===== DATA EXTRACT

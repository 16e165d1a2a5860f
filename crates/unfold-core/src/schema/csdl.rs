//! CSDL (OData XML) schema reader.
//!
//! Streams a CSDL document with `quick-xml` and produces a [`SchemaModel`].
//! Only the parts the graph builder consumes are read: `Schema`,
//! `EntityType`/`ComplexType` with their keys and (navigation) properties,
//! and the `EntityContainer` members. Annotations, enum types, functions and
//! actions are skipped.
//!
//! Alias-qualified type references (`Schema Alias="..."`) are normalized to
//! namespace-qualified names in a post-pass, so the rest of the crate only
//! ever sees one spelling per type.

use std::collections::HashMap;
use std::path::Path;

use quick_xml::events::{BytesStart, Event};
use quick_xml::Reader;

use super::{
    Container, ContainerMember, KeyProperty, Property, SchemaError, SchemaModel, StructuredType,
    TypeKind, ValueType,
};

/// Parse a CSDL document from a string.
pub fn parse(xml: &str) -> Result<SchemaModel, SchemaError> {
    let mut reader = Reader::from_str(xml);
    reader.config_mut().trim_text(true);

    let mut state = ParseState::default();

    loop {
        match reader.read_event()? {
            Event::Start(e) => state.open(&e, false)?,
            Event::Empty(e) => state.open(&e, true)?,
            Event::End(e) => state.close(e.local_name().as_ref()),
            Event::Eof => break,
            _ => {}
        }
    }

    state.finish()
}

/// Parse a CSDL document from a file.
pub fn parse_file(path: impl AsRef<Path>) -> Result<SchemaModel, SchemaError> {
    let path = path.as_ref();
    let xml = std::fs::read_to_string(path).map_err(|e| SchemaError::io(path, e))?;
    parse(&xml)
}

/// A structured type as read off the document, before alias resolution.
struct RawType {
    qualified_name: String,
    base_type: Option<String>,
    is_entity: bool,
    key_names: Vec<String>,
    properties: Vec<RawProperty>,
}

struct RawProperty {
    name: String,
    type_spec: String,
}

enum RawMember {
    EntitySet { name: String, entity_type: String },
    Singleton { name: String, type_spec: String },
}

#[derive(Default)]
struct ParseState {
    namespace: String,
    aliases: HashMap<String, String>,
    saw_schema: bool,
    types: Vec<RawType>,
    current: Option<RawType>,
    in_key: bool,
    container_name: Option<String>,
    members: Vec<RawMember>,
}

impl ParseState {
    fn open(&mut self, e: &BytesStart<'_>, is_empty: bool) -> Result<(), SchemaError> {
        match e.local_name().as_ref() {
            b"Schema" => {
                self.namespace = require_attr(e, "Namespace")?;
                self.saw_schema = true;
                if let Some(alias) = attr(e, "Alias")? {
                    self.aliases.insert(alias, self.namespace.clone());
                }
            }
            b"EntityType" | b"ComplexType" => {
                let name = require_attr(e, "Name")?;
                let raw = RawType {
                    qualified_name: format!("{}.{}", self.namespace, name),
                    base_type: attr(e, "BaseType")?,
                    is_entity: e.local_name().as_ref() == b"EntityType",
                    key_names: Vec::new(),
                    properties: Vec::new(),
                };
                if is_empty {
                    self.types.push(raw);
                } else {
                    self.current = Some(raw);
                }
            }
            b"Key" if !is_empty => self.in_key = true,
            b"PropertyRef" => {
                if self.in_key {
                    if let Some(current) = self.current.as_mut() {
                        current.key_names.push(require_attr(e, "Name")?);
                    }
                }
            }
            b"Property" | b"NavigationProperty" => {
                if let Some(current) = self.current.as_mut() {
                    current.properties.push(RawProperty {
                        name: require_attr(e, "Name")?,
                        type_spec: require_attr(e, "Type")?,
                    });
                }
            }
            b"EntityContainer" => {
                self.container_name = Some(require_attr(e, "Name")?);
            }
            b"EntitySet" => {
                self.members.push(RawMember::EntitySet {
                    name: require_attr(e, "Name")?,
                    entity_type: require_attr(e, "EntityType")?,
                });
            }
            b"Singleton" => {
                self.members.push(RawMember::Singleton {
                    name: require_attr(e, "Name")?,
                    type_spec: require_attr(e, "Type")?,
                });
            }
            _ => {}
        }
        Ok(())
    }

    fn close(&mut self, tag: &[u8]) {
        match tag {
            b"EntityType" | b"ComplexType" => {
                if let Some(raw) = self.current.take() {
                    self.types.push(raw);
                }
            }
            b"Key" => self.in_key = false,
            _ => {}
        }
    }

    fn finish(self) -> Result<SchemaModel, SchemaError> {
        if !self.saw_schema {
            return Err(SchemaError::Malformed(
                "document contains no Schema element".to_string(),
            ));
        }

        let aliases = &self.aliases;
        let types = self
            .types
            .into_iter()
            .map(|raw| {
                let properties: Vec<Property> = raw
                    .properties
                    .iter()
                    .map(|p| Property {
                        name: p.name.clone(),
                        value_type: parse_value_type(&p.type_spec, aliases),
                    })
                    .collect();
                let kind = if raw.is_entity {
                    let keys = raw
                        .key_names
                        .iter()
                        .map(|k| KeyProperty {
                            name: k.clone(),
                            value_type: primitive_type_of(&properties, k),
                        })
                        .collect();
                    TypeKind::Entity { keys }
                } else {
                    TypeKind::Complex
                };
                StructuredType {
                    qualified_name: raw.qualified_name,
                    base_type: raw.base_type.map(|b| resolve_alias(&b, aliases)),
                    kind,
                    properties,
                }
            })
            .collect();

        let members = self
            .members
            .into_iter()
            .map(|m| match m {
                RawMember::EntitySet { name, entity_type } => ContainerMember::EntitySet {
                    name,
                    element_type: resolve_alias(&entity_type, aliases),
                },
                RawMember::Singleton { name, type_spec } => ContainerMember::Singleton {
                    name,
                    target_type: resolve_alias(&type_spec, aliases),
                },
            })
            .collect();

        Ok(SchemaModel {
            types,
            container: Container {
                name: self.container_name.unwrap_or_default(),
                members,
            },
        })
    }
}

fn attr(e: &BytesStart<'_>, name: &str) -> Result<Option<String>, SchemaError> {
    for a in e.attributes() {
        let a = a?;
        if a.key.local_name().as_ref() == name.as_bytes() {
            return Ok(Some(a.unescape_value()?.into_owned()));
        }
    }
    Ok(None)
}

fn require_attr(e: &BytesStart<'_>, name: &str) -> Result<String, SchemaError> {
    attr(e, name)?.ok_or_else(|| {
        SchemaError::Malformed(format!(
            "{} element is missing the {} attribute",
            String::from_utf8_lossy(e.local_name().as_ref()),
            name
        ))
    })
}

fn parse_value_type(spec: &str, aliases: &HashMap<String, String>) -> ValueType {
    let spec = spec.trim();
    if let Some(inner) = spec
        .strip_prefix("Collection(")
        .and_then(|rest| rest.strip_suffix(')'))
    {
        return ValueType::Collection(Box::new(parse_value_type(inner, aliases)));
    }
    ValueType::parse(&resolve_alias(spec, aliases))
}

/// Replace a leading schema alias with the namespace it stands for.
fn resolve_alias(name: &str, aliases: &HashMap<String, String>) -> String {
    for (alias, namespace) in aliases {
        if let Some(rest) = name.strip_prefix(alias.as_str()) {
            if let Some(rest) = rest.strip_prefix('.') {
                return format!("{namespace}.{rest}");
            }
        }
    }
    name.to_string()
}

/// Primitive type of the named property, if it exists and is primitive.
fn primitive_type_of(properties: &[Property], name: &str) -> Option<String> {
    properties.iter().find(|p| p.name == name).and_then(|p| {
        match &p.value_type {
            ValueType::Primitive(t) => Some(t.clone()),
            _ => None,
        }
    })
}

==========

REQUIREMENT> What you should do is return the records above exactly, leaving nothing out.

EXPECTED ANSWER>
repository 16e165d1a2a5860f
filename crates/unfold-core/src/schema/csdl.rs
//! CSDL (OData XML) schema reader.
//!
//! Streams a CSDL document with `quick-xml` and produces a [`SchemaModel`].
//! Only the parts the graph builder consumes are read: `Schema`,
//! `EntityType`/`ComplexType` with their keys and (navigation) properties,
//! and the `EntityContainer` members. Annotations, enum types, functions and
//! actions are skipped.
//!
//! Alias-qualified type references (`Schema Alias="..."`) are normalized to
//! namespace-qualified names in a post-pass, so the rest of the crate only
//! ever sees one spelling per type.

use std::collections::HashMap;
use std::path::Path;

use quick_xml::events::{BytesStart, Event};
use quick_xml::Reader;

use super::{
    Container, ContainerMember, KeyProperty, Property, SchemaError, SchemaModel, StructuredType,
    TypeKind, ValueType,
};

/// Parse a CSDL document from a string.
pub fn parse(xml: &str) -> Result<SchemaModel, SchemaError> {
    let mut reader = Reader::from_str(xml);
    reader.config_mut().trim_text(true);

    let mut state = ParseState::default();

    loop {
        match reader.read_event()? {
            Event::Start(e) => state.open(&e, false)?,
            Event::Empty(e) => state.open(&e, true)?,
            Event::End(e) => state.close(e.local_name().as_ref()),
            Event::Eof => break,
            _ => {}
        }
    }

    state.finish()
}

/// Parse a CSDL document from a file.
pub fn parse_file(path: impl AsRef<Path>) -> Result<SchemaModel, SchemaError> {
    let path = path.as_ref();
    let xml = std::fs::read_to_string(path).map_err(|e| SchemaError::io(path, e))?;
    parse(&xml)
}

/// A structured type as read off the document, before alias resolution.
struct RawType {
    qualified_name: String,
    base_type: Option<String>,
    is_entity: bool,
    key_names: Vec<String>,
    properties: Vec<RawProperty>,
}

struct RawProperty {
    name: String,
    type_spec: String,
}

enum RawMember {
    EntitySet { name: String, entity_type: String },
    Singleton { name: String, type_spec: String },
}

#[derive(Default)]
struct ParseState {
    namespace: String,
    aliases: HashMap<String, String>,
    saw_schema: bool,
    types: Vec<RawType>,
    current: Option<RawType>,
    in_key: bool,
    container_name: Option<String>,
    members: Vec<RawMember>,
}

impl ParseState {
    fn open(&mut self, e: &BytesStart<'_>, is_empty: bool) -> Result<(), SchemaError> {
        match e.local_name().as_ref() {
            b"Schema" => {
                self.namespace = require_attr(e, "Namespace")?;
                self.saw_schema = true;
                if let Some(alias) = attr(e, "Alias")? {
                    self.aliases.insert(alias, self.namespace.clone());
                }
            }
            b"EntityType" | b"ComplexType" => {
                let name = require_attr(e, "Name")?;
                let raw = RawType {
                    qualified_name: format!("{}.{}", self.namespace, name),
                    base_type: attr(e, "BaseType")?,
                    is_entity: e.local_name().as_ref() == b"EntityType",
                    key_names: Vec::new(),
                    properties: Vec::new(),
                };
                if is_empty {
                    self.types.push(raw);
                } else {
                    self.current = Some(raw);
                }
            }
            b"Key" if !is_empty => self.in_key = true,
            b"PropertyRef" => {
                if self.in_key {
                    if let Some(current) = self.current.as_mut() {
                        current.key_names.push(require_attr(e, "Name")?);
                    }
                }
            }
            b"Property" | b"NavigationProperty" => {
                if let Some(current) = self.current.as_mut() {
                    current.properties.push(RawProperty {
                        name: require_attr(e, "Name")?,
                        type_spec: require_attr(e, "Type")?,
                    });
                }
            }
            b"EntityContainer" => {
                self.container_name = Some(require_attr(e, "Name")?);
            }
            b"EntitySet" => {
                self.members.push(RawMember::EntitySet {
                    name: require_attr(e, "Name")?,
                    entity_type: require_attr(e, "EntityType")?,
                });
            }
            b"Singleton" => {
                self.members.push(RawMember::Singleton {
                    name: require_attr(e, "Name")?,
                    type_spec: require_attr(e, "Type")?,
                });
            }
            _ => {}
        }
        Ok(())
    }

    fn close(&mut self, tag: &[u8]) {
        match tag {
            b"EntityType" | b"ComplexType" => {
                if let Some(raw) = self.current.take() {
                    self.types.push(raw);
                }
            }
            b"Key" => self.in_key = false,
            _ => {}
        }
    }

    fn finish(self) -> Result<SchemaModel, SchemaError> {
        if !self.saw_schema {
            return Err(SchemaError::Malformed(
                "document contains no Schema element".to_string(),
            ));
        }

        let aliases = &self.aliases;
        let types = self
            .types
            .into_iter()
            .map(|raw| {
                let properties: Vec<Property> = raw
                    .properties
                    .iter()
                    .map(|p| Property {
                        name: p.name.clone(),
                        value_type: parse_value_type(&p.type_spec, aliases),
                    })
                    .collect();
                let kind = if raw.is_entity {
                    let keys = raw
                        .key_names
                        .iter()
                        .map(|k| KeyProperty {
                            name: k.clone(),
                            value_type: primitive_type_of(&properties, k),
                        })
                        .collect();
                    TypeKind::Entity { keys }
                } else {
                    TypeKind::Complex
                };
                StructuredType {
                    qualified_name: raw.qualified_name,
                    base_type: raw.base_type.map(|b| resolve_alias(&b, aliases)),
                    kind,
                    properties,
                }
            })
            .collect();

        let members = self
            .members
            .into_iter()
            .map(|m| match m {
                RawMember::EntitySet { name, entity_type } => ContainerMember::EntitySet {
                    name,
                    element_type: resolve_alias(&entity_type, aliases),
                },
                RawMember::Singleton { name, type_spec } => ContainerMember::Singleton {
                    name,
                    target_type: resolve_alias(&type_spec, aliases),
                },
            })
            .collect();

        Ok(SchemaModel {
            types,
            container: Container {
                name: self.container_name.unwrap_or_default(),
                members,
            },
        })
    }
}

fn attr(e: &BytesStart<'_>, name: &str) -> Result<Option<String>, SchemaError> {
    for a in e.attributes() {
        let a = a?;
        if a.key.local_name().as_ref() == name.as_bytes() {
            return Ok(Some(a.unescape_value()?.into_owned()));
        }
    }
    Ok(None)
}

fn require_attr(e: &BytesStart<'_>, name: &str) -> Result<String, SchemaError> {
    attr(e, name)?.ok_or_else(|| {
        SchemaError::Malformed(format!(
            "{} element is missing the {} attribute",
            String::from_utf8_lossy(e.local_name().as_ref()),
            name
        ))
    })
}

fn parse_value_type(spec: &str, aliases: &HashMap<String, String>) -> ValueType {
    let spec = spec.trim();
    if let Some(inner) = spec
        .strip_prefix("Collection(")
        .and_then(|rest| rest.strip_suffix(')'))
    {
        return ValueType::Collection(Box::new(parse_value_type(inner, aliases)));
    }
    ValueType::parse(&resolve_alias(spec, aliases))
}

/// Replace a leading schema alias with the namespace it stands for.
fn resolve_alias(name: &str, aliases: &HashMap<String, String>) -> String {
    for (alias, namespace) in aliases {
        if let Some(rest) = name.strip_prefix(alias.as_str()) {
            if let Some(rest) = rest.strip_prefix('.') {
                return format!("{namespace}.{rest}");
            }
        }
    }
    name.to_string()
}

/// Primitive type of the named property, if it exists and is primitive.
fn primitive_type_of(properties: &[Property], name: &str) -> Option<String> {
    properties.iter().find(|p| p.name == name).and_then(|p| {
        match &p.value_type {
            ValueType::Primitive(t) => Some(t.clone()),
            _ => None,
        }
    })
}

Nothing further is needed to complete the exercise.